This will dump the profiling information to stdout before exiting.
Alternatively, the --lsprof-file option can be used to specify a filename
to save the profiling data into to. By default, profiling data saved to a
file is a pickled Python object making it possible to reload the data and
do with it what you will. For convenience though:
* if the filename ends in ".txt", it will be dumped in a text format.
* if the filename ends in ".callgrind", it will be converted to a format
loadable by the KCacheGrind visualization tool.

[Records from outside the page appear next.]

//! `nw`: a local terminal harness for the Nachtwache game engine.
//!
//! The real deployment sits behind a chat platform; this binary stands
//! in for that layer so a full game can be watched (and the engine
//! exercised) from a terminal.

mod commands;

use std::process;

use clap::{Parser, Subcommand};

#[derive(Parser)]
#[command(
    name = "nw",
    about = "Nachtwache: a Mafia party game engine for chat groups",
    version,
    propagate_version = true
)]
struct Cli {
    #[command(subcommand)]
    command: Commands,
}

#[derive(Subcommand)]
enum Commands {
    /// List the role catalog
    Roles,
    /// Run a fully automated local game and print the transcript
    Simulate {
        /// RNG seed; the same seed replays the same game
        #[arg(long, default_value_t = 42)]
        seed: u64,
        /// Number of scripted human stand-ins (2..)
        #[arg(long, default_value_t = 2)]
        humans: usize,
        /// Number of automated participants
        #[arg(long, default_value_t = 3)]
        bots: usize,
    },
}

fn main() {
    env_logger::init();
    let cli = Cli::parse();
    let result = match cli.command {
        Commands::Roles => commands::roles::run(),
        Commands::Simulate { seed, humans, bots } => commands::simulate::run(seed, humans, bots),
    };
    if let Err(message) = result {
        eprintln!("error: {message}");
        process::exit(1);
    }
}
//! Session state: the authoritative record of one chat's game.
//!
//! A [`Session`] holds the roster in join order, the current phase and
//! round, everything submitted during the running phase, and the
//! one-shot flags that survive across rounds. It enforces roster and
//! targeting rules; the phase *transitions* live in
//! [`crate::engine::Game`].

use std::collections::HashMap;

use chrono::{DateTime, Utc};
use serde::{Deserialize, Serialize};

use nw_core::chance::{self, Chance};
use nw_core::role::{MAX_PLAYERS, MIN_PLAYERS};
use nw_core::{Player, PlayerId, Role, SpecialEvent};

use crate::action::NightAction;
use crate::error::{EngineError, EngineResult};

/// Identifier of the chat a session is bound to.
#[derive(Debug, Clone, Copy, PartialEq, Eq, Hash, Serialize, Deserialize)]
pub struct ChatId(pub i64);

impl std::fmt::Display for ChatId {
    fn fmt(&self, f: &mut std::fmt::Formatter<'_>) -> std::fmt::Result {
        write!(f, "{}", self.0)
    }
}

/// The game's phase graph. `Ended` is terminal; the only back-edge is
/// `Night → Registration` when role delivery fails during start.
#[derive(Debug, Clone, Copy, PartialEq, Eq, Serialize, Deserialize)]
#[serde(rename_all = "snake_case")]
pub enum Phase {
    /// Players join and leave; nothing is hidden yet.
    Registration,
    /// Hidden actions are collected.
    Night,
    /// The night outcome is being announced.
    Morning,
    /// Open discussion; ends only on the timer.
    Discussion,
    /// Everyone proposes (or abstains from proposing) a candidate.
    Nomination,
    /// Yes/no vote on the nominated candidate.
    FinalVote,
    /// The game is over; the session awaits destruction.
    Ended,
}
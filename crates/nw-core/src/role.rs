//! The role catalog: teams, night abilities, and the deal for a given
//! roster size.

use serde::{Deserialize, Serialize};

/// Minimum roster size required to deal roles and start a game.
pub const MIN_PLAYERS: usize = 5;

/// Maximum roster size accepted during registration.
pub const MAX_PLAYERS: usize = 15;

/// Roster size at which the second mafia role enters the deal.
pub const SECOND_MAFIA_AT: usize = 7;

/// Which side a role wins with.
#[derive(Debug, Clone, Copy, PartialEq, Eq, Hash, Serialize, Deserialize)]
#[serde(rename_all = "snake_case")]
pub enum Team {
    /// The informed minority. Wins by reaching parity with the citizens.
    Mafia,
    /// The uninformed majority. Wins by eliminating every mafioso.
    Citizens,
}

impl std::fmt::Display for Team {
    fn fmt(&self, f: &mut std::fmt::Formatter<'_>) -> std::fmt::Result {
        match self {
            Self::Mafia => write!(f, "mafia"),
            Self::Citizens => write!(f, "citizens"),
        }
    }
}

/// The ability a role may exercise during the night phase.
#[derive(Debug, Clone, Copy, PartialEq, Eq, Hash, Serialize, Deserialize)]
#[serde(rename_all = "snake_case")]
pub enum NightAbility {
    /// Pick a victim for the mafia.
    Kill,
    /// Shield one player from tonight's kill.
    Heal,
    /// Learn a player's alignment.
    Investigate,
}

impl std::fmt::Display for NightAbility {
    fn fmt(&self, f: &mut std::fmt::Formatter<'_>) -> std::fmt::Result {
        match self {
            Self::Kill => write!(f, "kill"),
            Self::Heal => write!(f, "heal"),
            Self::Investigate => write!(f, "investigate"),
        }
    }
}

/// A role in the deal.
///
/// Exactly one [`Role::Godfather`] is always dealt; a [`Role::Mobster`]
/// joins at [`SECOND_MAFIA_AT`] players; one [`Role::Doctor`] and one
/// [`Role::Detective`] are always dealt; everyone else is a
/// [`Role::Villager`].
#[derive(Debug, Clone, Copy, PartialEq, Eq, Hash, Serialize, Deserialize)]
#[serde(rename_all = "snake_case")]
pub enum Role {
    /// Leads the mafia. Investigations always read him as a citizen.
    Godfather,
    /// Second mafioso, dealt only in larger games.
    Mobster,
    /// May shield one player per night, but never himself twice in a row.
    Doctor,
    /// Investigates one player per night, and carries a single bullet.
    Detective,
    /// No night ability. Votes are his only weapon.
    Villager,
}

impl Role {
    /// The team this role wins with.
    pub fn team(self) -> Team {
        match self {
            Self::Godfather | Self::Mobster => Team::Mafia,
            Self::Doctor | Self::Detective | Self::Villager => Team::Citizens,
        }
    }

    /// The night ability of this role, if any.
    pub fn ability(self) -> Option<NightAbility> {
        match self {
            Self::Godfather | Self::Mobster => Some(NightAbility::Kill),
            Self::Doctor => Some(NightAbility::Heal),
            Self::Detective => Some(NightAbility::Investigate),
            Self::Villager => None,
        }
    }

    /// True for mafia-team roles.
    pub fn is_mafia(self) -> bool {
        self.team() == Team::Mafia
    }

    /// True if investigations report this role as a citizen regardless of
    /// its real team.
    pub fn investigation_immune(self) -> bool {
        matches!(self, Self::Godfather)
    }

    /// Display name used on role cards and in the final reveal.
    pub fn title(self) -> &'static str {
        match self {
            Self::Godfather => "the Godfather",
            Self::Mobster => "the Mobster",
            Self::Doctor => "the Doctor",
            Self::Detective => "the Detective",
            Self::Villager => "a Villager",
        }
    }

    /// One-line description for the role card.
    pub fn blurb(self) -> &'static str {
        match self {
            Self::Godfather => {
                "You lead the mafia. Choose a victim each night; investigations cannot touch you."
            }
            Self::Mobster => "You kill for the Godfather. Keep your head down by day.",
            Self::Doctor => {
                "Each night you may shield one player. You cannot shield yourself twice in a row."
            }
            Self::Detective => {
                "Each night, investigate one player, or spend your only bullet instead."
            }
            Self::Villager => "You have no special ability. Observe, discuss, vote.",
        }
    }

    /// Build the role list for a roster of `count` players.
    ///
    /// Always one Godfather, one Doctor, one Detective; a Mobster from
    /// [`SECOND_MAFIA_AT`] players up; Villagers pad the rest. The list is
    /// returned in catalog order; the caller shuffles it before dealing.
    pub fn deal(count: usize) -> Vec<Role> {
        let mut roles = vec![Self::Godfather];
        if count >= SECOND_MAFIA_AT {
            roles.push(Self::Mobster);
        }
        roles.push(Self::Doctor);
        roles.push(Self::Detective);
        while roles.len() < count {
            roles.push(Self::Villager);
        }
        roles
    }
}

impl std::fmt::Display for Role {
    fn fmt(&self, f: &mut std::fmt::Formatter<'_>) -> std::fmt::Result {
        write!(f, "{}", self.title())
    }
}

Here is an example of how to use the --lsprof-file option in combination
with KCacheGrind to visualize what the "status" command is doing::
bzr --lsprof-file status001.callgrind status
kcachegrind status001.callgrind &
.. Note:: bzr also has a --profile option that uses the hotshot profiler
instead of the lsprof profiler. The hotshot profiler can be useful
though the lsprof one is generally recommended. See
http://docs.python.org/lib/node795.html.
Note that to use --lsprof you must install the lsprof module, which you
can get with::
svn co http://codespeak.net/svn/user/arigo/hack/misc/lsprof
Profiling locks
---------------
Bazaar can log when locks are taken or released, which can help in
identifying unnecessary lock traffic. This is activated by the ``-Dlock``
global option.
This writes messages into ~/.bzr.log.
At present this only logs actions relating to the on-disk lockdir. It
doesn't describe actions on in-memory lock counters, or OS locks (which
are used for dirstate.)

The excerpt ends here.